Рот Верочки наполнился кисельной густотой и она судорожно глотнула, потом еще раз...
Рывком он поднял Верочку на ноги, пошарил в кармане, вытащил смятую купюру и два куска сахара в мелких крошках табака. Он сунул это Верочке в руку, сжал ее пальцы и заглянул ей в глаза. Взгляд у него был совершенно спокойный.
- На, купи себе что-нибудь к Рождеству. И скажи матери, чтобы завтра ко мне пришла. На старой площади, в здание ВЧКа. Там пустьменя спросит. Не придет, пожалеете вы обе. Или как теперь говорят: обеи.
Он хохотнул, застегнул штаны и ушел.
Верочка стояла, сжимая в кулачке деньги, и думала. Вернее, хотела подумать, но у нее не получалось. Все чувства у нее замерли, мысль как будто заморозилась, и только в желудке не было больше той чудовищной гложущей и жгущей пустоты...
Когда Верочка пришла домой и положила на резной шкафчик буханку темного, с отрубями хлеба, мамочка заплакала и протянула к ней руки.
- Что ты сделала, Верочка?
Верочка отломила горбушку и вложила мамочке в руки. Та стала откусовать и глотать, почти не жуя...
- Ой, а у вас тут праздник!
Глафира вошла в комнату. В руках у нее была кастрюлька. По комнате распространился благословенный аромат вареной картошки.
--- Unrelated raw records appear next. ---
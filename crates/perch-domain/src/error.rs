use thiserror::Error;

pub type DomainResult<T> = Result<T, DomainError>;

/// Closed error taxonomy for the inventory core.
///
/// Every store failure is mapped into one of these variants at the
/// infrastructure boundary; driver error types never cross it.
#[derive(Error, Debug)]
pub enum DomainError {
    /// The store could not be reached or a query failed at the engine
    /// level. Retryable from the caller's point of view.
    #[error("Store unavailable: {0}")]
    StoreUnavailable(#[from] anyhow::Error),

    #[error("Invalid argument: {0}")]
    InvalidArgument(String),

    /// The caller withdrew the request before the store finished.
    #[error("Request cancelled")]
    Cancelled,

    #[error("Organization not found: {0}")]
    OrganizationNotFound(i64),

    #[error("Organization already exists: {0}")]
    OrganizationAlreadyExists(String),

    #[error("Application not found: {0}")]
    ApplicationNotFound(i64),

    #[error("Application already exists: {0}")]
    ApplicationAlreadyExists(String),

    #[error("Device not found: {0}")]
    DeviceNotFound(i64),

    #[error("Device already exists: {0}")]
    DeviceAlreadyExists(String),

    #[error("Gateway not found: {0}")]
    GatewayNotFound(i64),

    #[error("Gateway already exists: {0}")]
    GatewayAlreadyExists(String),

    #[error("User not found: {0}")]
    UserNotFound(String),

    #[error("User already exists: {0}")]
    UserAlreadyExists(String),

    #[error("Membership already exists: user {user_id} in organization {organization_id}")]
    MembershipAlreadyExists { organization_id: i64, user_id: i64 },

    #[error("Membership not found: user {user_id} in organization {organization_id}")]
    MembershipNotFound { organization_id: i64, user_id: i64 },
}
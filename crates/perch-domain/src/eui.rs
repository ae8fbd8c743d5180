use std::fmt;
use std::str::FromStr;

use serde::{Deserialize, Serialize};

use crate::error::DomainError;

/// 8-byte hardware identifier (device EUI or gateway MAC).
///
/// Rendered as 16 lowercase hex characters everywhere it is displayed,
/// searched or serialized.
#[derive(Debug, Clone, Copy, PartialEq, Eq, PartialOrd, Ord, Hash, Serialize, Deserialize)]
#[serde(try_from = "String", into = "String")]
pub struct Eui([u8; 8]);

impl Eui {
    pub const fn new(bytes: [u8; 8]) -> Self {
        Self(bytes)
    }

    pub fn as_bytes(&self) -> &[u8; 8] {
        &self.0
    }

    /// Lowercase hex rendering, the form both the similarity scoring and
    /// the substring gate run against.
    pub fn to_hex(&self) -> String {
        self.0.iter().map(|b| format!("{b:02x}")).collect()
    }

    pub fn from_slice(bytes: &[u8]) -> Result<Self, DomainError> {
        let bytes: [u8; 8] = bytes.try_into().map_err(|_| {
            DomainError::InvalidArgument(format!("expected 8 bytes for EUI, got {}", bytes.len()))
        })?;
        Ok(Self(bytes))
    }
}

impl fmt::Display for Eui {
    fn fmt(&self, f: &mut fmt::Formatter<'_>) -> fmt::Result {
        write!(f, "{}", self.to_hex())
    }
}

impl FromStr for Eui {
    type Err = DomainError;

    fn from_str(s: &str) -> Result<Self, Self::Err> {
        if !s.is_ascii() || s.len() != 16 {
            return Err(DomainError::InvalidArgument(format!(
                "invalid EUI {s:?}: expected 16 hex characters"
            )));
        }

        let mut bytes = [0u8; 8];
        for (i, byte) in bytes.iter_mut().enumerate() {
            *byte = u8::from_str_radix(&s[i * 2..i * 2 + 2], 16).map_err(|_| {
                DomainError::InvalidArgument(format!(
                    "invalid EUI {s:?}: expected 16 hex characters"
                ))
            })?;
        }
        Ok(Self(bytes))
    }
}

impl TryFrom<String> for Eui {
    type Error = DomainError;

    fn try_from(value: String) -> Result<Self, Self::Error> {
        value.parse()
    }
}

impl From<Eui> for String {
    fn from(eui: Eui) -> Self {
        eui.to_hex()
    }
}

#[cfg(test)]
mod tests {
    use super::*;

    #[test]
    fn test_hex_round_trip() {
        let eui = Eui::new([0x01, 0x02, 0x03, 0x04, 0xaa, 0xbb, 0xcc, 0xdd]);
        assert_eq!(eui.to_hex(), "01020304aabbccdd");
        assert_eq!("01020304aabbccdd".parse::<Eui>().unwrap(), eui);
    }

    #[test]
    fn test_parse_accepts_uppercase() {
        let eui: Eui = "01020304AABBCCDD".parse().unwrap();
        assert_eq!(eui.to_hex(), "01020304aabbccdd");
    }

    #[test]
    fn test_parse_rejects_bad_length() {
        assert!("0102".parse::<Eui>().is_err());
        assert!("01020304aabbccdd00".parse::<Eui>().is_err());
    }

    #[test]
    fn test_parse_rejects_non_hex() {
        assert!("01020304aabbcczz".parse::<Eui>().is_err());
        assert!("aaaaaaaaaaaaaaä".parse::<Eui>().is_err());
    }

    #[test]
    fn test_from_slice() {
        let eui = Eui::from_slice(&[1, 2, 3, 4, 5, 6, 7, 8]).unwrap();
        assert_eq!(eui.to_hex(), "0102030405060708");
        assert!(Eui::from_slice(&[1, 2, 3]).is_err());
    }
}
use async_trait::async_trait;

use crate::application::{Application, CreateApplicationInput, UpdateApplicationInput};
use crate::device::{CreateDeviceInput, Device, UpdateDeviceInput};
use crate::error::DomainResult;
use crate::gateway::{CreateGatewayInput, Gateway, UpdateGatewayInput};
use crate::organization::{CreateOrganizationInput, Organization, UpdateOrganizationInput};
use crate::search::{ListScope, SearchHit};
use crate::user::{CreateUserInput, Principal, User};

/// Cross-entity ranked search over the whole inventory.
///
/// Implementations must apply the visibility predicate and the substring
/// gate before merging, rank by similarity score descending, break ties by
/// kind name then per-kind sort key, and paginate over the merged set.
#[cfg_attr(test, mockall::automock)]
#[async_trait]
pub trait SearchRepository: Send + Sync {
    async fn global_search(
        &self,
        principal: &Principal,
        query: &str,
        limit: i64,
        offset: i64,
    ) -> DomainResult<Vec<SearchHit>>;
}

/// Repository trait for organization storage operations.
/// Infrastructure (e.g. perch-postgres) implements this trait.
#[cfg_attr(test, mockall::automock)]
#[async_trait]
pub trait OrganizationRepository: Send + Sync {
    async fn create_organization(&self, input: CreateOrganizationInput)
        -> DomainResult<Organization>;

    async fn get_organization(&self, organization_id: i64) -> DomainResult<Option<Organization>>;

    async fn update_organization(&self, input: UpdateOrganizationInput)
        -> DomainResult<Organization>;

    async fn delete_organization(&self, organization_id: i64) -> DomainResult<()>;

    /// List organizations visible under the scope, ordered by name then id.
    async fn list_organizations(
        &self,
        scope: &ListScope,
        limit: i64,
        offset: i64,
    ) -> DomainResult<Vec<Organization>>;

    /// Count the rows `list_organizations` paginates over, under the same
    /// scope predicate.
    async fn count_organizations(&self, scope: &ListScope) -> DomainResult<i64>;
}

/// Repository trait for application storage operations
#[cfg_attr(test, mockall::automock)]
#[async_trait]
pub trait ApplicationRepository: Send + Sync {
    async fn create_application(&self, input: CreateApplicationInput) -> DomainResult<Application>;

    async fn get_application(&self, application_id: i64) -> DomainResult<Option<Application>>;

    async fn update_application(&self, input: UpdateApplicationInput) -> DomainResult<Application>;

    async fn delete_application(&self, application_id: i64) -> DomainResult<()>;

    async fn list_applications(
        &self,
        scope: &ListScope,
        limit: i64,
        offset: i64,
    ) -> DomainResult<Vec<Application>>;

    async fn count_applications(&self, scope: &ListScope) -> DomainResult<i64>;
}

/// Repository trait for device storage operations
#[cfg_attr(test, mockall::automock)]
#[async_trait]
pub trait DeviceRepository: Send + Sync {
    async fn create_device(&self, input: CreateDeviceInput) -> DomainResult<Device>;

    async fn get_device(&self, device_id: i64) -> DomainResult<Option<Device>>;

    async fn update_device(&self, input: UpdateDeviceInput) -> DomainResult<Device>;

    async fn delete_device(&self, device_id: i64) -> DomainResult<()>;

    async fn list_devices(
        &self,
        scope: &ListScope,
        limit: i64,
        offset: i64,
    ) -> DomainResult<Vec<Device>>;

    async fn count_devices(&self, scope: &ListScope) -> DomainResult<i64>;
}

/// Repository trait for gateway storage operations
#[cfg_attr(test, mockall::automock)]
#[async_trait]
pub trait GatewayRepository: Send + Sync {
    async fn create_gateway(&self, input: CreateGatewayInput) -> DomainResult<Gateway>;

    async fn get_gateway(&self, gateway_id: i64) -> DomainResult<Option<Gateway>>;

    async fn update_gateway(&self, input: UpdateGatewayInput) -> DomainResult<Gateway>;

    async fn delete_gateway(&self, gateway_id: i64) -> DomainResult<()>;

    async fn list_gateways(
        &self,
        scope: &ListScope,
        limit: i64,
        offset: i64,
    ) -> DomainResult<Vec<Gateway>>;

    async fn count_gateways(&self, scope: &ListScope) -> DomainResult<i64>;
}

/// Repository trait for user and membership storage operations
#[cfg_attr(test, mockall::automock)]
#[async_trait]
pub trait UserRepository: Send + Sync {
    async fn create_user(&self, input: CreateUserInput) -> DomainResult<User>;

    async fn get_user_by_username(&self, username: &str) -> DomainResult<Option<User>>;

    async fn add_membership(&self, organization_id: i64, user_id: i64) -> DomainResult<()>;

    async fn remove_membership(&self, organization_id: i64, user_id: i64) -> DomainResult<()>;
}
- Глядь, хлеб! А я думала у вас тут вошь на аркане! Вот картошечки принесла с праздником. А где хлеб взяли?
Мамочка посмотрела на Верочку. Та, каким-то не своим, а кукольным голосом завела рассказ.
- А я Сережу Неустроева встретила! Он такой добрый, такой хороший. Не отпускал меня, пока деньги у него не взяла. А еще сказал, чтоб ты мамочка пришла к нему завтра на Старую площадь. А если не придешь, хуже нам будет. Шутка такая.
Мамочка и Глафира переглянулись и мрачно промолчали.
- Вот что, - подумав, сказала Глафира. - Я артель собираю, на машинке строчить...
Она улыбнулась.
- Я ведь помню, вы, Надежда Петровна, очень даже ловко все умеете, и раскроить, и сострочить. А жить вам тут больше нельзя. Поедите к моей сестре, на Выселки. Там спокойно. Не достанут. Скажем - сестра, оголадала в городе, вот приехала. Поди знай сколько у меня сестер.
Она вышла из комнаты. Сумерки сгладили углы, засинили окно... И Верочка, и мамочка молчали.
Снова пришла Глафира. Поставила свечку перед иконой, чиркнула спичкой... Маленький желтый огонечек осветил лицо Богоматери и обнимающего ее младенца Иисуса.